The treadmill is not the only piece of equipment for exercising indoors. The ISO 20957 10-part series includes standards for stationary training equipment. Part 1 details general safety requirements and test methods. Parts 2 through 10 cover specific equipment such as strength training equipment and benches, stationary exercise bicycles, upper body crank training equipment, treadmills, rowing equipment, steppers, stair climbers, ellipticals, and exercise bikes with fixed wheels. The ISO 20957 series was developed by ISO technical committee (TC) 83. ASTM International administers the ANSI-accredited U.S. Technical Advisory Group (TAG) to TC 83.
As exercise is beneficial to health, it is important that it be made accessible to everyone, including people with disabilities. ANSI/RESNA IF-1, American National Standard For Inclusive Fitness – Volume 1: Inclusive Fitness Environments, is an American National Standard (ANS) developed by Rehabilitation Engineering and Assistive Technology Society of North America (RESNA), an ANSI member and accredited standards developing organization (SDO). It specifies best practices and existing regulations, standard specifications, and test methods for determining accessibility and the existence of an inclusive fitness culture. This standard does not apply to private or home fitness environments.
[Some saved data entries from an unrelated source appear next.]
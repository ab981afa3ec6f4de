//! CLI command implementations

pub mod check;
pub mod explain;
pub mod init;
pub mod transpile;

use anyhow::Result;
use tsphp_diagnostics::{
    DiagnosticEmitter, Diagnostics, JsonEmitter, SimpleEmitter, SourceCache, TerminalEmitter,
};

use crate::{Output, OutputFormat};

/// Render diagnostics: terminal snippets on stderr (one line each under
/// `--quiet`), or JSON lines on stdout.
pub fn emit_diagnostics(
    diagnostics: &Diagnostics,
    cache: &SourceCache,
    output: Output,
) -> Result<()> {
    match output.format {
        OutputFormat::Text if output.quiet => {
            SimpleEmitter::new(std::io::stderr().lock()).emit_all(diagnostics, cache)?;
        }
        OutputFormat::Text => {
            let mut emitter = TerminalEmitter::new(std::io::stderr().lock(), output.use_color);
            emitter.emit_all(diagnostics, cache)?;
            emitter.emit_summary(diagnostics)?;
        }
        OutputFormat::Json => {
            let mut emitter = JsonEmitter::new(std::io::stdout().lock());
            emitter.emit_all(diagnostics, cache)?;
        }
    }
    Ok(())
}

/// Errors always fail; warnings fail only under `--strict`.
pub fn is_failure(diagnostics: &Diagnostics, strict: bool) -> bool {
    diagnostics.has_errors() || (strict && diagnostics.warning_count() > 0)
}

#[cfg(test)]
mod tests {
    use super::*;
    use tsphp_diagnostics::{Diagnostic, DiagnosticCode};

    #[test]
    fn test_failure_policy() {
        let mut diagnostics = Diagnostics::new();
        assert!(!is_failure(&diagnostics, true));

        diagnostics.push(Diagnostic::warning(DiagnosticCode::UnsupportedStatement, "w").build());
        assert!(!is_failure(&diagnostics, false));
        assert!(is_failure(&diagnostics, true));

        diagnostics.push(Diagnostic::error(DiagnosticCode::PrototypeAccess, "e").build());
        assert!(is_failure(&diagnostics, false));
    }
}
//! Diagnostic types reported while transpiling TypeScript to PHP.

use crate::span::Span;
use serde::{Deserialize, Serialize};

/// Severity level of a diagnostic.
#[derive(Debug, Clone, Copy, PartialEq, Eq, PartialOrd, Ord, Hash, Serialize, Deserialize)]
#[serde(rename_all = "lowercase")]
pub enum Severity {
    Hint,
    Warning,
    /// Fails the run once the pass is over.
    Error,
}

impl Severity {
    pub fn as_str(&self) -> &'static str {
        match self {
            Severity::Hint => "hint",
            Severity::Warning => "warning",
            Severity::Error => "error",
        }
    }
}

impl std::fmt::Display for Severity {
    fn fmt(&self, f: &mut std::fmt::Formatter<'_>) -> std::fmt::Result {
        f.write_str(self.as_str())
    }
}

/// Diagnostic codes, grouped by the stage that reports them.
#[derive(Debug, Clone, Copy, PartialEq, Eq, Hash, Serialize, Deserialize)]
pub enum DiagnosticCode {
    // Parse errors (P0xx)
    /// Syntax error reported by the TypeScript parser
    ParseError,

    // Printer fallbacks (U0xx)
    /// Statement or declaration with no PHP rendering
    UnsupportedStatement,
    /// Expression with no PHP rendering
    UnsupportedExpression,
    /// Operator with no PHP counterpart
    UnsupportedOperator,

    // Object model rewrites (U1xx)
    /// `Object.<member>` call outside the supported set
    UnsupportedObjectMethod,
    /// `Xxx.prototype` access
    PrototypeAccess,

    // Internal errors (I0xx)
    InternalError,
}

impl DiagnosticCode {
    /// Every code, in documentation order.
    pub const ALL: &'static [DiagnosticCode] = &[
        Self::ParseError,
        Self::UnsupportedStatement,
        Self::UnsupportedExpression,
        Self::UnsupportedOperator,
        Self::UnsupportedObjectMethod,
        Self::PrototypeAccess,
        Self::InternalError,
    ];

    /// The short code string (e.g. "U101").
    pub fn as_str(&self) -> &'static str {
        match self {
            Self::ParseError => "P001",
            Self::UnsupportedStatement => "U001",
            Self::UnsupportedExpression => "U002",
            Self::UnsupportedOperator => "U003",
            Self::UnsupportedObjectMethod => "U101",
            Self::PrototypeAccess => "U102",
            Self::InternalError => "I001",
        }
    }

    /// Look a code up by its short string, case-insensitively.
    pub fn from_code_str(code: &str) -> Option<Self> {
        Self::ALL
            .iter()
            .copied()
            .find(|c| c.as_str().eq_ignore_ascii_case(code))
    }

    pub fn default_severity(&self) -> Severity {
        match self {
            Self::ParseError
            | Self::UnsupportedStatement
            | Self::UnsupportedExpression
            | Self::UnsupportedOperator
            | Self::UnsupportedObjectMethod
            | Self::PrototypeAccess
            | Self::InternalError => Severity::Error,
        }
    }
}

impl std::fmt::Display for DiagnosticCode {
    fn fmt(&self, f: &mut std::fmt::Formatter<'_>) -> std::fmt::Result {
        f.write_str(self.as_str())
    }
}

/// A single report against a source location.
#[derive(Debug, Clone)]
pub struct Diagnostic {
    pub code: DiagnosticCode,
    pub severity: Severity,
    /// Single line message
    pub message: String,
    /// Optional help text shown under the snippet
    pub help: Option<String>,
    pub span: Span,
}

impl Diagnostic {
    /// Start a diagnostic with the code's default severity.
    pub fn new(code: DiagnosticCode, message: impl Into<String>) -> DiagnosticBuilder {
        DiagnosticBuilder::new(code, code.default_severity(), message)
    }

    pub fn error(code: DiagnosticCode, message: impl Into<String>) -> DiagnosticBuilder {
        DiagnosticBuilder::new(code, Severity::Error, message)
    }

    pub fn warning(code: DiagnosticCode, message: impl Into<String>) -> DiagnosticBuilder {
        DiagnosticBuilder::new(code, Severity::Warning, message)
    }

    pub fn is_error(&self) -> bool {
        self.severity == Severity::Error
    }

    pub fn is_warning(&self) -> bool {
        self.severity == Severity::Warning
    }
}

/// Builder for constructing diagnostics fluently.
pub struct DiagnosticBuilder {
    inner: Diagnostic,
}

impl DiagnosticBuilder {
    pub fn new(code: DiagnosticCode, severity: Severity, message: impl Into<String>) -> Self {
        Self {
            inner: Diagnostic {
                code,
                severity,
                message: message.into(),
                help: None,
                span: Span::DUMMY,
            },
        }
    }

    pub fn with_span(mut self, span: Span) -> Self {
        self.inner.span = span;
        self
    }

    pub fn with_help(mut self, help: impl Into<String>) -> Self {
        self.inner.help = Some(help.into());
        self
    }

    pub fn build(self) -> Diagnostic {
        self.inner
    }
}

/// Append-only sink for one compilation unit.
///
/// Created before the pass, written by rules and the printer while it runs,
/// inspected by the driver once the pass has finished.
#[derive(Debug, Clone, Default)]
pub struct Diagnostics {
    items: Vec<Diagnostic>,
}

impl Diagnostics {
    pub fn new() -> Self {
        Self { items: Vec::new() }
    }

    pub fn push(&mut self, diagnostic: Diagnostic) {
        self.items.push(diagnostic);
    }

    pub fn extend(&mut self, diagnostics: impl IntoIterator<Item = Diagnostic>) {
        self.items.extend(diagnostics);
    }

    pub fn has_errors(&self) -> bool {
        self.items.iter().any(Diagnostic::is_error)
    }

    pub fn error_count(&self) -> usize {
        self.items.iter().filter(|d| d.is_error()).count()
    }

    pub fn warning_count(&self) -> usize {
        self.items.iter().filter(|d| d.is_warning()).count()
    }

    /// Number of diagnostics carrying `code`.
    pub fn count_of(&self, code: DiagnosticCode) -> usize {
        self.items.iter().filter(|d| d.code == code).count()
    }

    pub fn is_empty(&self) -> bool {
        self.items.is_empty()
    }

    pub fn len(&self) -> usize {
        self.items.len()
    }

    pub fn iter(&self) -> impl Iterator<Item = &Diagnostic> {
        self.items.iter()
    }
}

impl IntoIterator for Diagnostics {
    type Item = Diagnostic;
    type IntoIter = std::vec::IntoIter<Diagnostic>;

    fn into_iter(self) -> Self::IntoIter {
        self.items.into_iter()
    }
}

impl<'a> IntoIterator for &'a Diagnostics {
    type Item = &'a Diagnostic;
    type IntoIter = std::slice::Iter<'a, Diagnostic>;

    fn into_iter(self) -> Self::IntoIter {
        self.items.iter()
    }
}

#[cfg(test)]
mod tests {
    use super::*;

    #[test]
    fn test_code_lookup_round_trips() {
        for code in DiagnosticCode::ALL {
            assert_eq!(DiagnosticCode::from_code_str(code.as_str()), Some(*code));
        }
        assert_eq!(
            DiagnosticCode::from_code_str("u102"),
            Some(DiagnosticCode::PrototypeAccess)
        );
        assert_eq!(DiagnosticCode::from_code_str("X999"), None);
    }

    #[test]
    fn test_counts() {
        let mut diags = Diagnostics::new();
        diags.push(Diagnostic::new(DiagnosticCode::PrototypeAccess, "a").build());
        diags.push(Diagnostic::warning(DiagnosticCode::ParseError, "b").build());
        diags.push(Diagnostic::new(DiagnosticCode::UnsupportedObjectMethod, "c").build());

        assert!(diags.has_errors());
        assert_eq!(diags.error_count(), 2);
        assert_eq!(diags.warning_count(), 1);
        assert_eq!(diags.count_of(DiagnosticCode::PrototypeAccess), 1);
        assert_eq!(diags.len(), 3);
    }
}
Fulfilling our goals starts with keeping track of them. The introduction of wearable personal fitness trackers gives us more metrics than ever, from how many steps we take in an average day to our heart rate during active and resting periods. These personal wearable devices even communicate with our smartphones, which can compile our data into easy-to-read charts and graphs so we can track our change over time. The ANS, IEEE 11073-10441-2013, Health Informatics Personal Health Device Communication Part 10441: Device Specialization Cardiovascular Fitness And Activity Monitor, was developed by the Institute of Electrical and Electronics Engineers (IEEE), an ANSI-accredited SDO. This standard establishes a normative definition of communication between personal telehealth cardiovascular fitness and activity monitor devices and compute engines (e.g., cell phones, personal computers, personal health appliances, and set top boxes) in a manner that enables plug-and-play interoperability.
There are many different ways to become more physically active, all of which support the physical well-being of your body. If physical fitness if on your list of goals for 2021, standards are here to support your journey!